Here Doyle is highlighting the societal virus that seems to have become particularly insidious in the internet age: the importance of being "right". That is, the importance of having one's opinion deemed more valid in a group of people at any one time. The internet has made everyone an expert on everything, and brand- and cultural-identification have become more important than religion. "What you like SUCKS...what I watch is BETTER..." that kind of thing. We live in an age when consummate and discerning consumerism is viewed as an achievement, something to be aspired to...and I think Doyle is shining a gentle light on this aspect of modern adult life.

Roddy Doyle
He also manages to work-in some interesting conversations about the economic downturn which beset Ireland (and the whole world in the past five or so years) and which everyone hopes against hope may soon be getting better.

Sam's "accident" on the running path seem to bring him back to reality. After binge-ing on T.V. and self-pity for most of his un-employment period, it takes a life-threatening (and yet life-affirming) event to make him realize that ultimately he will get things figured out and everything will -- like his wife has been telling him -- turn out okay.
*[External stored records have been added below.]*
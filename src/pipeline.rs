//! Reader -> bounded queue -> worker pool -> store, then drain and sort.
//!
//! The calling thread drives the [`ChunkReader`] and feeds a bounded
//! `crossbeam-channel` queue, so a slow worker pool stalls reading instead of
//! growing memory. Workers are scoped threads borrowing the store; the scope
//! exit is the barrier after which the registry is drained and sorted.

use std::fs::File;
use std::io::Read;
use std::path::Path;
use std::sync::atomic::{AtomicBool, AtomicU64, Ordering};
use std::thread;
use std::time::Instant;

use crossbeam_channel::{bounded, Receiver, Sender};
use rayon::ThreadPoolBuilder;
use rustc_hash::FxHashMap;
use tracing::{debug, info, trace, warn};

use crate::chunk::{Chunk, ChunkReader};
use crate::config::PipelineConfig;
use crate::error::{Error, Result};
use crate::report;
use crate::sort::parallel_sort_merge;
use crate::store::{AggregateStore, Measurement};
use crate::tokenizer::{RecordError, Tokenizer};

/// Malformed lines logged individually before the rest are only counted.
const MALFORMED_LOG_LIMIT: u64 = 10;

/// A chunk starting with this makes its worker panic.
#[cfg(test)]
const PANIC_MARKER: &[u8] = b"!panic";

/// Counters collected over one run.
#[derive(Debug, Clone, Copy, Default, PartialEq, Eq)]
pub struct IngestStats {
    pub chunks: u64,
    pub bytes: u64,
    pub records: u64,
    pub malformed: u64,
}

#[derive(Default)]
struct Counters {
    chunks: AtomicU64,
    bytes: AtomicU64,
    records: AtomicU64,
    malformed: AtomicU64,
}

impl Counters {
    fn snapshot(&self) -> IngestStats {
        IngestStats {
            chunks: self.chunks.load(Ordering::Relaxed),
            bytes: self.bytes.load(Ordering::Relaxed),
            records: self.records.load(Ordering::Relaxed),
            malformed: self.malformed.load(Ordering::Relaxed),
        }
    }

    fn skip(&self, err: &RecordError) {
        let seen = self.malformed.fetch_add(1, Ordering::Relaxed);
        if seen < MALFORMED_LOG_LIMIT {
            warn!(kind = ?err.kind, line = %err.line, "skipping malformed record");
        } else if seen == MALFORMED_LOG_LIMIT {
            warn!("further malformed records will be counted but not logged");
        }
    }
}

/// Result of a completed run: the filled store plus its keys in sorted order.
pub struct Outcome {
    store: AggregateStore,
    keys: Vec<String>,
    stats: IngestStats,
}

impl Outcome {
    pub fn store(&self) -> &AggregateStore {
        &self.store
    }

    /// Every distinct key in ascending byte-wise order.
    pub fn keys(&self) -> &[String] {
        &self.keys
    }

    pub fn stats(&self) -> IngestStats {
        self.stats
    }

    /// `(key, measurement)` pairs in sorted key order.
    pub fn entries(&self) -> Result<Vec<(&str, Measurement)>> {
        report::collect_entries(&self.keys, &self.store)
    }

    /// The `{key=min/max/mean, ...}` report.
    pub fn report(&self) -> Result<String> {
        Ok(report::format_report(self.entries()?))
    }
}

pub struct Pipeline {
    config: PipelineConfig,
}

impl Pipeline {
    pub fn new(config: PipelineConfig) -> Result<Self> {
        config.validate()?;
        Ok(Self { config })
    }

    pub fn config(&self) -> &PipelineConfig {
        &self.config
    }

    pub fn run_file(&self, path: impl AsRef<Path>) -> Result<Outcome> {
        let path = path.as_ref();
        let file = File::open(path).map_err(|source| Error::Open {
            path: path.to_path_buf(),
            source,
        })?;
        info!(path = %path.display(), "reading source file");
        self.run(file)
    }

    /// Runs ingestion to completion, then drains and sorts the key set.
    pub fn run<R: Read>(&self, source: R) -> Result<Outcome> {
        let store = AggregateStore::new(self.config.shards);
        let counters = Counters::default();

        let started = Instant::now();
        info!(
            workers = self.config.workers,
            chunk_size = self.config.chunk_size,
            queue_depth = self.config.queue_depth,
            shards = store.shard_count(),
            "starting ingestion"
        );
        self.ingest(source, &store, &counters)?;
        store.verify()?;

        let stats = counters.snapshot();
        info!(
            elapsed = ?started.elapsed(),
            chunks = stats.chunks,
            bytes = stats.bytes,
            records = stats.records,
            malformed = stats.malformed,
            keys = store.len(),
            "ingestion finished"
        );
        if stats.malformed > 0 {
            warn!(malformed = stats.malformed, "skipped malformed records");
        }

        let started = Instant::now();
        let keys = store.registry().drain();
        let keys = self.sort_keys(keys)?;
        info!(elapsed = ?started.elapsed(), keys = keys.len(), "keys sorted");

        Ok(Outcome { store, keys, stats })
    }

    fn ingest<R: Read>(&self, source: R, store: &AggregateStore, counters: &Counters) -> Result<()> {
        let abort = AtomicBool::new(false);
        let preaggregate = self.config.preaggregate;

        thread::scope(|scope| -> Result<()> {
            let (tx, rx) = bounded::<Chunk>(self.config.queue_depth);
            let handles: Vec<_> = (0..self.config.workers)
                .map(|id| {
                    let rx = rx.clone();
                    let abort = &abort;
                    thread::Builder::new()
                        .name(format!("ingest-{id}"))
                        .spawn_scoped(scope, move || {
                            ingest_worker(id, rx, store, counters, abort, preaggregate)
                        })
                })
                .collect::<std::io::Result<_>>()
                .map_err(Error::Spawn)?;
            drop(rx);

            let produced = produce(ChunkReader::new(source, self.config.chunk_size), &tx, counters);
            if produced.is_err() {
                abort.store(true, Ordering::Relaxed);
            }
            // Closing the queue lets the workers run dry and exit.
            drop(tx);

            let panicked = handles
                .into_iter()
                .map(|handle| handle.join())
                .filter(|joined| joined.is_err())
                .count();
            produced?;
            if panicked > 0 {
                return Err(Error::WorkerPanicked("ingestion worker"));
            }
            Ok(())
        })
    }

    fn sort_keys(&self, keys: Vec<String>) -> Result<Vec<String>> {
        let workers = self.config.sort_workers;
        if keys.len() <= 1 || workers <= 1 {
            return Ok(parallel_sort_merge(keys, workers));
        }
        let pool = ThreadPoolBuilder::new()
            .num_threads(workers)
            .thread_name(|i| format!("sort-{i}"))
            .build()
            .map_err(|err| Error::Config(format!("failed to build sort pool: {err}")))?;
        Ok(pool.install(|| parallel_sort_merge(keys, workers)))
    }
}

fn produce<R: Read>(reader: ChunkReader<R>, tx: &Sender<Chunk>, counters: &Counters) -> Result<()> {
    for chunk in reader {
        let chunk = chunk?;
        counters.chunks.fetch_add(1, Ordering::Relaxed);
        counters.bytes.fetch_add(chunk.len() as u64, Ordering::Relaxed);
        trace!(len = chunk.len(), "queueing chunk");
        if tx.send(chunk).is_err() {
            // Every worker is gone; the join below reports why.
            break;
        }
    }
    Ok(())
}

fn ingest_worker(
    id: usize,
    rx: Receiver<Chunk>,
    store: &AggregateStore,
    counters: &Counters,
    abort: &AtomicBool,
    preaggregate: bool,
) {
    let mut chunks = 0u64;
    for chunk in rx.iter() {
        if abort.load(Ordering::Relaxed) {
            break;
        }
        #[cfg(test)]
        if chunk.starts_with(PANIC_MARKER) {
            panic!("ingest-{id} hit a panic marker");
        }
        let records = if preaggregate {
            ingest_preaggregated(&chunk, store, counters)
        } else {
            ingest_direct(&chunk, store, counters)
        };
        counters.records.fetch_add(records, Ordering::Relaxed);
        chunks += 1;
    }
    debug!(worker = id, chunks, "ingestion worker done");
}

/// Applies every record of the chunk straight to the shared store.
fn ingest_direct(chunk: &[u8], store: &AggregateStore, counters: &Counters) -> u64 {
    let mut records = 0;
    for record in Tokenizer::new(chunk) {
        match record {
            Ok(record) => {
                store.apply(record.key, record.value);
                records += 1;
            }
            Err(err) => counters.skip(&err),
        }
    }
    records
}

/// Folds the chunk into a local map first, then merges one partial per key.
fn ingest_preaggregated(chunk: &[u8], store: &AggregateStore, counters: &Counters) -> u64 {
    let mut local: FxHashMap<&str, Measurement> = FxHashMap::with_capacity_and_hasher(1024, Default::default());
    let mut records = 0;
    for record in Tokenizer::new(chunk) {
        match record {
            Ok(record) => {
                local
                    .entry(record.key)
                    .and_modify(|m| m.fold(record.value))
                    .or_insert_with(|| Measurement::new(record.value));
                records += 1;
            }
            Err(err) => counters.skip(&err),
        }
    }
    for (key, partial) in &local {
        store.merge(key, partial);
    }
    records
}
The stakes aren't very high here, and Doyle seems to get too wrapped up in the nuances of conversation and cultural observation to spend the necessary amount of time developing Sam's character. This story would surely fade into the mists of NYer Short Fiction History if it weren't for it's references to the "Golden Age of Television." Specific cultural references, when used improperly, can be really off-putting, but Doyle shows here (and I'm sure in other places) that he knows how to do it using those references in an ironic way: even the characters in the story aren't sure if they are using the references correctly.

Intertextuality Watch: At one point, when Emer tells Sam they are going to a friend's house for some Friday night revelry, he responds: "I'd prefer not to." That famous line comes from the Herman Melville story "Bartleby," a darkly humorous tale of intractable corporate insolence. How does that tie into this story on a deeper level? Not sure. Sam seems to be quite a bit more self-aware and cooperative than Bartleby. Maybe it was just a convenient place to use the line.